He also offers his thoughtful perspective of Stephen Harper’s last 10 years in his recent eBook, The Harper Decade.

Guess that's a No then

by Paul Wells on Wednesday, May 13, 2009 11:16am - 108 Comments

On the BC electoral reform referendum, it wasn’t even close. BC-STV didn’t carry a voter majority in almost any riding, and it didn’t come anywhere near the 60% threshold in total popular vote. Faced with the same question a second time, far fewer British Columbians voted Yes.

That must settle the question. It was pushing things to ask the electoral-reform question a second time. Advocates of STV, who fancy themselves advocates of greater democracy, must not “give it a rest” or “regroup and try again later” — in British Columbia, they must give up. It’s over.

Advocates of electoral reform elsewhere have to ask themselves serious questions about what went wrong in BC. In no particular order, here are a few thoughts (some of which have been suggested to me in emails from Inkless Irregulars):

• The Yes campaign’s chosen colours were nearly identical to the party colours of the losing party in the general election. That’s really dumb.

• The Yes campaign had no single, highly visible personality to act as standard-bearer for the idea. That sort of person can come in handy during a referendum campaign, as I believe Lucien Bouchard would tell you if you asked.

• The whole asking-twice thing is highly annoying to many voters. They were right to be annoyed. Message to would-be electoral reformers: the price of getting something wrong on your first attempt is very high.
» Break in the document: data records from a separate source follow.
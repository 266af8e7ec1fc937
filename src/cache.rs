//! Activation cache for named stage outputs
//!
//! One cache belongs to exactly one in-flight inference. The pipeline creates
//! it, hands it to the model as a [`StageObserver`], and reads it back once
//! generation returns, so overlapping requests never share capture state.

use std::collections::{BTreeSet, HashMap};

use candle_core::Tensor;

use crate::error::{MindError, Result};
use crate::model::StageObserver;

/// Stores stage outputs captured during one inference
#[derive(Debug, Default)]
pub struct ActivationCache {
    /// Stage names this cache asks the model to report
    watched: BTreeSet<String>,
    /// Captured outputs keyed by stage name
    activations: HashMap<String, Tensor>,
}

impl ActivationCache {
    /// Create an empty cache that watches no stage
    pub fn new() -> Self {
        Self::default()
    }

    /// Create an empty cache watching the given stage names
    pub fn watching<I, S>(names: I) -> Self
    where
        I: IntoIterator<Item = S>,
        S: Into<String>,
    {
        Self {
            watched: names.into_iter().map(Into::into).collect(),
            activations: HashMap::new(),
        }
    }

    /// Add a stage to the watch set
    pub fn watch(&mut self, name: impl Into<String>) {
        self.watched.insert(name.into());
    }

    /// Whether `name` is in the watch set
    pub fn is_watching(&self, name: &str) -> bool {
        self.watched.contains(name)
    }

    /// Store `tensor` under `name`, replacing any earlier value
    pub fn record(&mut self, name: impl Into<String>, tensor: Tensor) {
        self.activations.insert(name.into(), tensor);
    }

    /// Drop every captured activation. The watch set is kept.
    pub fn reset(&mut self) {
        self.activations.clear();
    }

    /// Most recent activation for `name`
    pub fn get(&self, name: &str) -> Result<&Tensor> {
        self.activations
            .get(name)
            .ok_or_else(|| MindError::MissingActivation {
                layer: name.to_string(),
            })
    }

    /// Whether an activation for `name` was captured
    pub fn contains(&self, name: &str) -> bool {
        self.activations.contains_key(name)
    }

    /// Number of captured stages
    pub fn len(&self) -> usize {
        self.activations.len()
    }

    /// Check if nothing has been captured
    pub fn is_empty(&self) -> bool {
        self.activations.is_empty()
    }

    /// Names of the captured stages, sorted
    pub fn names(&self) -> Vec<&str> {
        let mut names: Vec<&str> = self.activations.keys().map(String::as_str).collect();
        names.sort_unstable();
        names
    }
}

impl StageObserver for ActivationCache {
    fn wants(&self, stage: &str) -> bool {
        self.is_watching(stage)
    }

    fn observe(&mut self, stage: &str, output: &Tensor) -> Result<()> {
        self.record(stage, output.clone());
        Ok(())
    }
}

#[cfg(test)]
mod tests {
    use super::*;
    use candle_core::{DType, Device};

    #[test]
    fn test_record_overwrites() {
        let device = Device::Cpu;
        let mut cache = ActivationCache::new();
        cache.record("layers.0", Tensor::zeros((1, 3, 8), DType::F32, &device).unwrap());
        cache.record("layers.0", Tensor::ones((1, 5, 8), DType::F32, &device).unwrap());

        assert_eq!(cache.len(), 1);
        assert_eq!(cache.get("layers.0").unwrap().dims(), &[1, 5, 8]);
    }

    #[test]
    fn test_reset_clears_but_keeps_watch_set() {
        let device = Device::Cpu;
        let mut cache = ActivationCache::watching(["layers.14.mlp.down_proj"]);
        cache.record(
            "layers.14.mlp.down_proj",
            Tensor::zeros((1, 1, 8), DType::F32, &device).unwrap(),
        );
        assert!(!cache.is_empty());

        cache.reset();

        assert!(cache.is_empty());
        assert!(cache.is_watching("layers.14.mlp.down_proj"));
    }

    #[test]
    fn test_get_missing_stage() {
        let cache = ActivationCache::watching(["layers.3"]);
        match cache.get("layers.3") {
            Err(MindError::MissingActivation { layer }) => assert_eq!(layer, "layers.3"),
            other => panic!("expected MissingActivation, got {other:?}"),
        }
    }

    #[test]
    fn test_observer_only_wants_watched_stages() {
        let device = Device::Cpu;
        let mut cache = ActivationCache::watching(["layers.1"]);
        assert!(cache.wants("layers.1"));
        assert!(!cache.wants("layers.1.mlp"));

        let t = Tensor::zeros((1, 2, 4), DType::F32, &device).unwrap();
        cache.observe("layers.1", &t).unwrap();
        assert_eq!(cache.names(), vec!["layers.1"]);
    }

    #[test]
    fn test_observer_keeps_latest_pass() {
        let device = Device::Cpu;
        let mut cache = ActivationCache::watching(["layers.1"]);
        let prompt = Tensor::zeros((1, 5, 4), DType::F32, &device).unwrap();
        let step = Tensor::ones((1, 1, 4), DType::F32, &device).unwrap();

        cache.observe("layers.1", &prompt).unwrap();
        cache.observe("layers.1", &step).unwrap();

        let latest = cache.get("layers.1").unwrap();
        assert_eq!(latest.dims(), &[1, 1, 4]);
        assert_eq!(latest.flatten_all().unwrap().to_vec1::<f32>().unwrap(), vec![1.0; 4]);
    }
}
• Just by the luck of things, this referendum fell on the same day as one of British Columbia’s exceedingly rare non-pathological general elections. The Gordon Campbell Liberals won 46% of the popular vote and about 58% of seats. The familiar first-past-the-post phenomenon — a plurality of votes produces a majority of seats — was at play here, but there was no wild distortion of the kind that makes the case for electoral reform, as there usually is in BC elections.

• BC-STV is more complicated than reform should have been. Reform advocates, who like to dive into the minutae of electoral-system theory, have a much higher tolerance for the arcane plumbing of various voting systems than does the ordinary voter. So reform advocates tend to wildly overestimate voter patience for a system that takes more than a few sentences to explain.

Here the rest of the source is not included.